Task:
Pull out each line of the data that includes the word "oldest".

Record excerpts:
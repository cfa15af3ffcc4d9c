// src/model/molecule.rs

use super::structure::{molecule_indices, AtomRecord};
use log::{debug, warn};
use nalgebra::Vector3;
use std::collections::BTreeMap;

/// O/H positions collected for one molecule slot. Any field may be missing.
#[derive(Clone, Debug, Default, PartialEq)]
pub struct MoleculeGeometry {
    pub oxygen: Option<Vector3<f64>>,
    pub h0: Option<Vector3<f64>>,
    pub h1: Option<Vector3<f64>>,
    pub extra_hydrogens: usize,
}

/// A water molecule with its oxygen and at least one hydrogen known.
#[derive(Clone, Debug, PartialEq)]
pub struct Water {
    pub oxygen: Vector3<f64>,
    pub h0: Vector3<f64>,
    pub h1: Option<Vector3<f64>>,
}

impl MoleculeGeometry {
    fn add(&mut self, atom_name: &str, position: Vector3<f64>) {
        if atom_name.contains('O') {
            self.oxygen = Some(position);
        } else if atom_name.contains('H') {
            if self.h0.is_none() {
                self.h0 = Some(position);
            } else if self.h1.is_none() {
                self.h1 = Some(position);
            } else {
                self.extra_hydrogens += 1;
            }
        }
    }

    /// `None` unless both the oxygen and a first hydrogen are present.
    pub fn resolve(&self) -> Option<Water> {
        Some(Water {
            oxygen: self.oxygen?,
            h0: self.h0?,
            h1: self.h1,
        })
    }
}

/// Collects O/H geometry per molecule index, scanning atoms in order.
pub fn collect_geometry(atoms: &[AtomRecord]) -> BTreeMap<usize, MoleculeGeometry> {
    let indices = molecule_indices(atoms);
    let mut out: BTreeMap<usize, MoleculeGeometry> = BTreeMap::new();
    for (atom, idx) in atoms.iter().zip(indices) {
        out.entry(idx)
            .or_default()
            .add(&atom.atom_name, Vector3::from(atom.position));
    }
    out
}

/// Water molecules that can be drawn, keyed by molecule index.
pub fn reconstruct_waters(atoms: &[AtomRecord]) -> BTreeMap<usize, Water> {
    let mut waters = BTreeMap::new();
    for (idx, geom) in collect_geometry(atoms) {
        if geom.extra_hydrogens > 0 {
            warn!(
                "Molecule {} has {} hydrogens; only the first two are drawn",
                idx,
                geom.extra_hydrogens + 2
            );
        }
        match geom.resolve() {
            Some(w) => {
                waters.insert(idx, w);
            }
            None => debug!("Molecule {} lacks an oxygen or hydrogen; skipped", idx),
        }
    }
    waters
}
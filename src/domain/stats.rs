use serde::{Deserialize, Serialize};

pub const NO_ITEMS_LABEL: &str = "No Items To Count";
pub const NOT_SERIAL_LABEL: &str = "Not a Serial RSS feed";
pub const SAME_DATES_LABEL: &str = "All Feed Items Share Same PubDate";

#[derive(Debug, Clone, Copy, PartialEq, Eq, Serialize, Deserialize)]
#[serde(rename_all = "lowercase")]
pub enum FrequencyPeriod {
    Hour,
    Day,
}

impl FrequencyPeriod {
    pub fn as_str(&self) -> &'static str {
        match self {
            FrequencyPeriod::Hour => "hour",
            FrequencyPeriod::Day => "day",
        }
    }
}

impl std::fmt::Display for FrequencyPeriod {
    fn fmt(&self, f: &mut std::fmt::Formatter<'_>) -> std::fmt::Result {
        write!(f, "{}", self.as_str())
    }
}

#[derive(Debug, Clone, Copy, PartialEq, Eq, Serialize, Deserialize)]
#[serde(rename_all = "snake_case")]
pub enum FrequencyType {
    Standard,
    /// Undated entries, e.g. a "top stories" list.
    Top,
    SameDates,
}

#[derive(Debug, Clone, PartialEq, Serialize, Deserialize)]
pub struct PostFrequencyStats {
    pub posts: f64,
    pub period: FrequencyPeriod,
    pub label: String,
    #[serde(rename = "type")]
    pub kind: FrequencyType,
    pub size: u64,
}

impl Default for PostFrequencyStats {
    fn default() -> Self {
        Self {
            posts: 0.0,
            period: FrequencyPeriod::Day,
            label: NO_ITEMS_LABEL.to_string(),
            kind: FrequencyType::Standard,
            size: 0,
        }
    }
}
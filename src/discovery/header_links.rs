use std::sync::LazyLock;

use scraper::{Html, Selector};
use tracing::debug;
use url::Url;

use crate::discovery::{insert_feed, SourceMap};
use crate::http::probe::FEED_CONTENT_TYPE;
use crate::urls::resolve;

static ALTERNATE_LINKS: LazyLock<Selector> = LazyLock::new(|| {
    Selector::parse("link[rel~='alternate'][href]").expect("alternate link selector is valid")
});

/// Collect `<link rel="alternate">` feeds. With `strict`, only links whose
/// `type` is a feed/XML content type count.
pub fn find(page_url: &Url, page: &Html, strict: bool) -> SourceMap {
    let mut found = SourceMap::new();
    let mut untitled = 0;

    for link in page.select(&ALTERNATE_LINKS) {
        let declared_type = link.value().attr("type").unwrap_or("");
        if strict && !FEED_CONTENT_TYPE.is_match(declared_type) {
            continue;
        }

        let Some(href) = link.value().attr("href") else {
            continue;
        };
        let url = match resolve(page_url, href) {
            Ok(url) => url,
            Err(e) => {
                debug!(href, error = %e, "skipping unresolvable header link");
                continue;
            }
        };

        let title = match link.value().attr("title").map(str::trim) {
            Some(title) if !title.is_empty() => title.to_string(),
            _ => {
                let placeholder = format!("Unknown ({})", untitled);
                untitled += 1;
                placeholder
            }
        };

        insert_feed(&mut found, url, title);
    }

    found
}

---

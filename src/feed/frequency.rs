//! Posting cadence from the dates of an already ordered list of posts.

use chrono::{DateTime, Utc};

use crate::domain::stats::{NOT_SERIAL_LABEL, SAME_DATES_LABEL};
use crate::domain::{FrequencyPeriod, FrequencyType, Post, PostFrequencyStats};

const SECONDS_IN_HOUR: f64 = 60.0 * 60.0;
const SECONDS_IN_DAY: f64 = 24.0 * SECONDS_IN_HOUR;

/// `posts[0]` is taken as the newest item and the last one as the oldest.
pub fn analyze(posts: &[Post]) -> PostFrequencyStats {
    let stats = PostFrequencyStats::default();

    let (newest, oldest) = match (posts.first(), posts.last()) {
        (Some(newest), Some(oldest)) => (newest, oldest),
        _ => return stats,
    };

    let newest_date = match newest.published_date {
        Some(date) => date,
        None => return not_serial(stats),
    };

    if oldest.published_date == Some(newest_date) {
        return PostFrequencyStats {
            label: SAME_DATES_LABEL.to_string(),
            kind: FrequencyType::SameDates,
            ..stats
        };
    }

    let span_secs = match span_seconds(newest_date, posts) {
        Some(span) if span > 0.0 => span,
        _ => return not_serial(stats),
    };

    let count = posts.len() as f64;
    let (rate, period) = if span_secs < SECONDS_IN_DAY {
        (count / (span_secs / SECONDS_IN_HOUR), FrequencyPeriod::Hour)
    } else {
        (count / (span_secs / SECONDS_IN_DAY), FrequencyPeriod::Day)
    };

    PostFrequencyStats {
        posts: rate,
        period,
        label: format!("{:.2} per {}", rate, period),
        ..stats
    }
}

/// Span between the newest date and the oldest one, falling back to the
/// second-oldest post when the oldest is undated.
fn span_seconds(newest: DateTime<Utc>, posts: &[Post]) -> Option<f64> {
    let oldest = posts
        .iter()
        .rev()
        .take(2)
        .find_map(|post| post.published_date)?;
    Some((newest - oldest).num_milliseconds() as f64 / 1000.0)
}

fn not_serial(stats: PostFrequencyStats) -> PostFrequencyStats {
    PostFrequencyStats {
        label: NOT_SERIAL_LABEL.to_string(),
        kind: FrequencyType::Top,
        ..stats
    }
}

Written response:
/// `posts[0]` is taken as the newest item and the last one as the oldest.
    let (newest, oldest) = match (posts.first(), posts.last()) {
        (Some(newest), Some(oldest)) => (newest, oldest),
    if oldest.published_date == Some(newest_date) {
/// Span between the newest date and the oldest one, falling back to the
/// second-oldest post when the oldest is undated.
    let oldest = posts
    Some((newest - oldest).num_milliseconds() as f64 / 1000.0)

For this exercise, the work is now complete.